As a severe mental health condition, schizophrenia presents a chronic and complex clinical manifestation and neuropathology. A large body of literature exists on the pharmacological treatment of schizophrenia. However, evidence on some dimensions of such interventions (e.g., eligible candidates, potential predicting factors of the therapeutic outcomes, safe implementation of these interventions, etc.) are notably scarce. Studies revealed superior influences of adjunct statin therapy over placebo among patients with schizophrenia. The study aimed to investigate the effects of aspirin and simvastatin as adjunctive therapy, compared to placebo on positive and negative symptoms and general psychopathology of patients with schizophrenia.
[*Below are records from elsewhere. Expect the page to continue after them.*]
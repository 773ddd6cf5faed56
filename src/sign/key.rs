//! Signature key descriptor: an expected (size, SHA-256) pair for a signer blob.

use super::checksums::is_sha256_hex;
use serde::Serialize;
use std::fmt;

/// Expected fingerprint of a trusted package signer
#[derive(Debug, Clone, Copy, PartialEq, Eq, Hash, Serialize)]
pub struct ApkSignKey {
    /// Expected byte length of the signer blob
    pub size: u32,
    /// Expected lowercase hex SHA-256 of the signer blob
    pub sha256: &'static str,
}

impl ApkSignKey {
    pub const fn new(size: u32, sha256: &'static str) -> Self {
        ApkSignKey { size, sha256 }
    }

    /// True when the hash is unset (all zeros) and the real value comes from
    /// the dynamic sign configuration.
    pub fn is_placeholder(&self) -> bool {
        !self.sha256.is_empty() && self.sha256.bytes().all(|b| b == b'0')
    }

    pub fn is_well_formed(&self) -> bool {
        is_sha256_hex(self.sha256)
    }

    /// Compare against an observed size and hash. Placeholders never match.
    pub fn matches(&self, size: u32, sha256: &str) -> bool {
        if self.is_placeholder() {
            return false;
        }
        self.size == size && self.sha256.eq_ignore_ascii_case(sha256.trim())
    }
}

impl fmt::Display for ApkSignKey {
    fn fmt(&self, f: &mut fmt::Formatter<'_>) -> fmt::Result {
        write!(f, "size=0x{:x} sha256={}", self.size, self.sha256)
    }
}

#[cfg(test)]
mod tests {
    use super::super::constants::{OTHER_KEY, RESUKISU_KEY, SHIRKNEKO_KEY};
    use super::*;

    #[test]
    fn test_matches_exact_pair() {
        assert!(SHIRKNEKO_KEY.matches(
            0x35c,
            "947ae944f3de4ed4c21a7e4f7953ecf351bfa2b36239da37a34111ad29993eef"
        ));
        assert!(RESUKISU_KEY.matches(
            887,
            "D3469712B6214462764A1D8D3E5CBE1D6819A0B629791B9F4101867821F1DF64"
        ));
    }

    #[test]
    fn test_size_mismatch_rejected() {
        assert!(!SHIRKNEKO_KEY.matches(0x35d, SHIRKNEKO_KEY.sha256));
        assert!(!SHIRKNEKO_KEY.matches(RESUKISU_KEY.size, SHIRKNEKO_KEY.sha256));
    }

    #[test]
    fn test_hash_mismatch_rejected() {
        assert!(!SHIRKNEKO_KEY.matches(SHIRKNEKO_KEY.size, RESUKISU_KEY.sha256));
        // One character short
        assert!(!SHIRKNEKO_KEY.matches(SHIRKNEKO_KEY.size, &SHIRKNEKO_KEY.sha256[1..]));
    }

    #[test]
    fn test_placeholder_never_matches() {
        assert!(OTHER_KEY.is_placeholder());
        assert!(!OTHER_KEY.matches(OTHER_KEY.size, OTHER_KEY.sha256));
        assert!(!SHIRKNEKO_KEY.is_placeholder());
    }

    #[test]
    fn test_well_formed() {
        assert!(SHIRKNEKO_KEY.is_well_formed());
        assert!(RESUKISU_KEY.is_well_formed());
        assert!(OTHER_KEY.is_well_formed());
        assert!(!ApkSignKey::new(1, "abc").is_well_formed());
    }

    #[test]
    fn test_display() {
        let key = ApkSignKey::new(0x300, "00");
        assert_eq!(key.to_string(), "size=0x300 sha256=00");
    }
}
//! Version string for `manager-sign version`

use crate::sign::SignerProfile;

/// Crate version, injected by build.rs
pub const VERSION: &str = env!("MANAGER_SIGN_VERSION");

/// Short commit hash when the build environment provides `GIT_COMMIT`
pub const GIT_COMMIT: Option<&str> = option_env!("GIT_COMMIT");

/// Version, optional commit, and the number of compiled-in signer profiles
pub fn full_version() -> String {
    let profiles = SignerProfile::ALL.len();
    match GIT_COMMIT {
        Some(commit) => format!(
            "{VERSION} ({}) profiles={profiles}",
            &commit[..commit.len().min(8)]
        ),
        None => format!("{VERSION} profiles={profiles}"),
    }
}

#[cfg(test)]
mod tests {
    use super::*;

    #[test]
    fn test_full_version_reports_profiles() {
        let version = full_version();
        assert!(version.starts_with(VERSION));
        assert!(version.ends_with("profiles=3"));
    }
}
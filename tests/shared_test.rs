// Process-wide connection manager tests for Chatstore
//
// Kept in its own test binary: the shared manager is bound once per process.

use std::sync::Arc;

use chatstore::db::{connection, OpenOptions, StoreError};
use tempfile::TempDir;

#[tokio::test]
async fn test_shared_manager_is_bound_to_first_path() {
    let temp = TempDir::new().unwrap();
    let first = temp.path().join("chat.db");
    let other = temp.path().join("other.db");

    let manager = connection::shared(&first, OpenOptions::default()).unwrap();
    assert_eq!(manager.path(), first.as_path());

    let again = connection::shared(&first, OpenOptions::default()).unwrap();
    assert!(Arc::ptr_eq(&manager, &again));

    let err = connection::shared(&other, OpenOptions::default()).unwrap_err();
    assert!(matches!(err, StoreError::Connection(_)), "got {:?}", err);
    assert!(!other.exists());

    let db = manager.open().await.unwrap();
    assert!(db.health_check().await);
}
//! Transaction coordinator
//!
//! Every repository operation runs as exactly one `Transaction`, scoped to a
//! declared set of stores and a mode. Reads inside it see one consistent
//! snapshot; writes become visible only on commit.

use std::ops::ControlFlow;

use rusqlite::types::Value as SqlValue;
use rusqlite::{params, params_from_iter, OptionalExtension};

use super::codec::{self, Record};
use super::error::{StoreError, StoreResult};
use super::schema::{IndexSchema, Store};

#[derive(Debug, Clone, Copy, PartialEq, Eq)]
pub enum TransactionMode {
    ReadOnly,
    ReadWrite,
}

#[derive(Debug, Clone, Copy, PartialEq, Eq)]
pub enum Direction {
    /// Ascending index key order.
    Next,
    /// Descending index key order.
    Prev,
}

impl Direction {
    fn sql(self) -> &'static str {
        match self {
            Direction::Next => "ASC",
            Direction::Prev => "DESC",
        }
    }
}

/// A value an index can be keyed by.
#[derive(Debug, Clone, PartialEq)]
pub enum IndexKey {
    Integer(i64),
    Text(String),
}

impl From<i64> for IndexKey {
    fn from(v: i64) -> Self {
        IndexKey::Integer(v)
    }
}

impl From<&str> for IndexKey {
    fn from(v: &str) -> Self {
        IndexKey::Text(v.to_string())
    }
}

impl From<String> for IndexKey {
    fn from(v: String) -> Self {
        IndexKey::Text(v)
    }
}

impl From<IndexKey> for SqlValue {
    fn from(key: IndexKey) -> Self {
        match key {
            IndexKey::Integer(v) => SqlValue::Integer(v),
            IndexKey::Text(v) => SqlValue::Text(v),
        }
    }
}

#[derive(Debug, Clone, PartialEq)]
pub enum KeyRange {
    /// Every record carrying the index key path.
    All,
    /// Records whose index key equals the given value.
    Only(IndexKey),
}

pub struct Transaction<'conn> {
    tx: rusqlite::Transaction<'conn>,
    stores: Vec<Store>,
    mode: TransactionMode,
}

impl<'conn> Transaction<'conn> {
    pub(crate) fn new(
        tx: rusqlite::Transaction<'conn>,
        stores: &[Store],
        mode: TransactionMode,
    ) -> Self {
        Self {
            tx,
            stores: stores.to_vec(),
            mode,
        }
    }

    pub(crate) fn commit(self) -> StoreResult<()> {
        self.tx.commit()?;
        Ok(())
    }

    /// Point lookup by primary key.
    pub fn get<R: Record>(&self, id: i64) -> StoreResult<Option<R>> {
        let store = self.readable(R::STORE)?;
        let raw: Option<String> = self
            .tx
            .query_row(
                &format!("SELECT value FROM {} WHERE id = ?1", store.name()),
                params![id],
                |row| row.get(0),
            )
            .optional()?;
        raw.map(|raw| codec::decode(id, &raw)).transpose()
    }

    /// Insert a new record and return the engine-assigned key. The record's
    /// own key is ignored.
    pub fn add<R: Record>(&self, record: &R) -> StoreResult<i64> {
        let store = self.writable(R::STORE)?;
        let value = codec::encode(record)?;
        self.tx.execute(
            &format!("INSERT INTO {} (value) VALUES (?1)", store.name()),
            params![value],
        )?;
        Ok(self.tx.last_insert_rowid())
    }

    /// Write the full record under its key, inserting or replacing.
    pub fn put<R: Record>(&self, record: &R) -> StoreResult<()> {
        let store = self.writable(R::STORE)?;
        let value = codec::encode(record)?;
        self.tx.execute(
            &format!(
                "INSERT INTO {} (id, value) VALUES (?1, ?2)
                 ON CONFLICT(id) DO UPDATE SET value = excluded.value",
                store.name()
            ),
            params![record.key(), value],
        )?;
        Ok(())
    }

    /// Delete by primary key. Returns whether a record was removed.
    pub fn delete(&self, store: Store, id: i64) -> StoreResult<bool> {
        let store = self.writable(store)?;
        let removed = self.tx.execute(
            &format!("DELETE FROM {} WHERE id = ?1", store.name()),
            params![id],
        )?;
        Ok(removed > 0)
    }

    pub fn count(&self, store: Store) -> StoreResult<u64> {
        let store = self.readable(store)?;
        let count: i64 = self.tx.query_row(
            &format!("SELECT COUNT(*) FROM {}", store.name()),
            [],
            |row| row.get(0),
        )?;
        Ok(count as u64)
    }

    /// Walk an index in key order, handing each record to `visit` until it
    /// breaks or the range is exhausted. Ties on the index key are ordered by
    /// primary key in the same direction.
    pub fn scan_index<R, F>(
        &self,
        index: &str,
        range: KeyRange,
        direction: Direction,
        mut visit: F,
    ) -> StoreResult<()>
    where
        R: Record,
        F: FnMut(R) -> StoreResult<ControlFlow<()>>,
    {
        let (sql, args) = self.index_query(R::STORE, index, "id, value", range, direction)?;
        let mut stmt = self.tx.prepare(&sql)?;
        let mut rows = stmt.query(params_from_iter(args))?;
        while let Some(row) = rows.next()? {
            let id: i64 = row.get(0)?;
            let raw: String = row.get(1)?;
            if visit(codec::decode(id, &raw)?)?.is_break() {
                break;
            }
        }
        Ok(())
    }

    pub fn get_all_by_index<R: Record>(
        &self,
        index: &str,
        range: KeyRange,
        direction: Direction,
    ) -> StoreResult<Vec<R>> {
        let mut records = Vec::new();
        self.scan_index(index, range, direction, |record| {
            records.push(record);
            Ok(ControlFlow::Continue(()))
        })?;
        Ok(records)
    }

    /// Primary keys of the records in `range` of an index, without decoding values.
    pub fn index_keys(&self, store: Store, index: &str, range: KeyRange) -> StoreResult<Vec<i64>> {
        let (sql, args) = self.index_query(store, index, "id", range, Direction::Next)?;
        let mut stmt = self.tx.prepare(&sql)?;
        let keys = stmt
            .query_map(params_from_iter(args), |row| row.get(0))?
            .collect::<std::result::Result<Vec<i64>, _>>()?;
        Ok(keys)
    }

    fn index_query(
        &self,
        store: Store,
        index: &str,
        columns: &str,
        range: KeyRange,
        direction: Direction,
    ) -> StoreResult<(String, Vec<SqlValue>)> {
        let store = self.readable(store)?;
        let index = lookup_index(store, index)?;
        let expr = index.key_expr();
        let (filter, args) = match range {
            KeyRange::All => (format!("{} IS NOT NULL", expr), Vec::new()),
            KeyRange::Only(key) => (format!("{} = ?1", expr), vec![SqlValue::from(key)]),
        };
        let dir = direction.sql();
        let sql = format!(
            "SELECT {} FROM {} WHERE {} ORDER BY {} {}, id {}",
            columns,
            store.name(),
            filter,
            expr,
            dir,
            dir
        );
        Ok((sql, args))
    }

    fn readable(&self, store: Store) -> StoreResult<Store> {
        if !self.stores.contains(&store) {
            return Err(StoreError::ConstraintViolation(format!(
                "store {} is outside this transaction's scope",
                store.name()
            )));
        }
        Ok(store)
    }

    fn writable(&self, store: Store) -> StoreResult<Store> {
        let store = self.readable(store)?;
        if self.mode == TransactionMode::ReadOnly {
            return Err(StoreError::ConstraintViolation(format!(
                "write to {} in a read-only transaction",
                store.name()
            )));
        }
        Ok(store)
    }
}

fn lookup_index(store: Store, name: &str) -> StoreResult<&'static IndexSchema> {
    store.index(name).ok_or_else(|| {
        StoreError::ConstraintViolation(format!(
            "index {} is not declared on store {}",
            name,
            store.name()
        ))
    })
}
This is a double-blind, randomized clinical trial. The sample size was estimated to be 15 individuals for each one of the three research groups (n=45). The Positive And Negative Syndrome Scale (PANSS) and the Hamilton Rating Scale For Depression (HAM-D) were employed to collect the study data in the present study. The study patients were recruited from patients admitted to the psychiatric wards of Razi Hospital were identified. The study subjects were randomly divided into two test groups and one control group. All groups were initially treated with risperidone 4 mg daily for 3 weeks. Then, group A received aspirin (325 mg twice daily), whereas group B was prescribed 40 mg/d of simvastatin. However, the control group received a placebo. Psychiatric symptoms were recorded according to the PANSS at the beginning of the study and then at weeks 4 and 8. The results were analyzed using inferential statistics (repeated-measures analysis of covariance) and descriptive statistics in SPSS software v. 20.

Of 45 patients, 35(77.78%) were men (Mean±SD age: 45.8±10.5 years), and 10(22.23%) were women (Mean±SD age: 42.3±7.8 years). The mean scores of the positive symptoms of PANSS significantly decreased in the groups treated with aspirin and simvastatin (P=0.006 and P=0.005, respectively). However, no such difference was seen in the controls (P=0.447). Furthermore, the mean scores of the negative symptoms of PANSS significantly decreased in the intervention groups (P<0.001); in addition, no significant differences were seen in the controls after the end of the research program (P=0.18). In addition, the mean scores of the general symptoms of PANSS significantly decreased in the aspirin and simvastatin groups (P<0.001). There was an increase in the same value in the controls, but the increase was not significant (P=0.31). Finally, while the total mean scores of the PANSS increased in the control group (P=0.25), the corresponding scores significantly decreased in the test groups receiving aspirin and simvastatin (P<0.001).

The present study results indicate that either aspirin or simvastatin can reduce the symptoms of schizophrenia, including general psychopathology, negative symptoms, and positive symptoms in the explored patients. Also, the effectiveness of both drugs was similar, and no significant difference was detected between these medications in reducing the symptoms mentioned above.